LLC’s are structured by contract. The ownership structure and the manner of how a California LLC is operated and managed, what we call the “non-economic” interests, and the capital structure of an LLC, what we call the “economic interests” (that includes both capital and profits interests) are governed by a contract (the “operating agreement”) between the members of the LLC. Under California law the parties can structure the LLC to operate as they wish with very few statutory provisions that cannot be changed in a written operating agreement. This statutory flexibility allows the creator of the LLC to draft an operating agreement that will create an LLC with a capital structure and an operational structure that looks just like that of a sole proprietorship, a limited partnership, a general partnership, an “S” corporation, a “C” corporation or some combination of any of the above. The creator can mix and match capital structures and operating structures in umpteen different ways. For example, an LLC can have a capital structure that is identical to that of a limited partnership, but have the operational structure of a “C” corporation, or vice versa.

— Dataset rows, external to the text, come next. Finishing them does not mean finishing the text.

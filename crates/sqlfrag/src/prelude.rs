//! Convenient imports for typical `sqlfrag` usage.
//!
//! ```ignore
//! use sqlfrag::prelude::*;
//! ```

pub use crate::{
    Alias, ArithOperator, Case, Cast, Column, Cte, Dialect, Engine, EngineOptions, Fragment, Func,
    JoinKind, LeftOperator, LeftQueryOperator, ListOperator, LogicalOperator, Operator, Over,
    Query, QueryOperator, QueryResult, RangeOperator, RawSql, RightOperator, SetOperator, SqlError,
    SqlResult, SqlType, TableMeta, ValList, Value,
};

With this structural flexibility, the opportunity for LLC conceptual confusion just became exponential. Now we have the possibility of an LLC that looks and functions like a sole proprietorship, a general partnership, a limited partnership, an “S” corporation, a “C” corporation, or any combination of these entities, but which in fact might be taxed as any other of these entities. What the practitioner means when he says “LLC” becomes somewhat unclear.
Perhaps lawyers can agree on a uniform nomenclature that more accurately identifies the form of an LLC. For example, building off of the suggested nomenclature for tax status offered above, perhaps creators can agree to add a descriptive phrase after the tax status identification described above to identify the capital and operating structure of the specific LLC under discussion. For example, an LLC structured to function as an estate planning entity for asset freeze, discounted asset transfers and asset protection purposes might be described as “a PLLC with an LP (limited partnership) capital structure and a P (general partnership) operating structure”. Now isn’t that crystal clear?
Additional LLC conceptual confusion is created by the fact that the LLC is a statutory creation and many state statutes are in conflict with one another. All of the states, including California, offer a statutory framework providing for the creation of an entity called the limited liability company. One complication here is caused by the differences between some of the state versions of the LLC. As yet, there is no uniform limited liability company act followed by the majority of states, and there are really significant differences between the structures and operations of various state versions of the LLC. A good example is the Delaware series LLC that many other states, such as California, do not yet offer and have not yet fully integrated with their own statutory version of the LLC. However, the conceptual clarification on this issue is simple; the practitioner just needs to indicate the state under which the LLC is formed. For example, if we were using a California LLC for our estate planning entity described above, we would identify it as “a CA PLLC with an LP capital structure and a P operating structure” Now if we could all just agree on the nomenclature, working with LLC’s would be simple.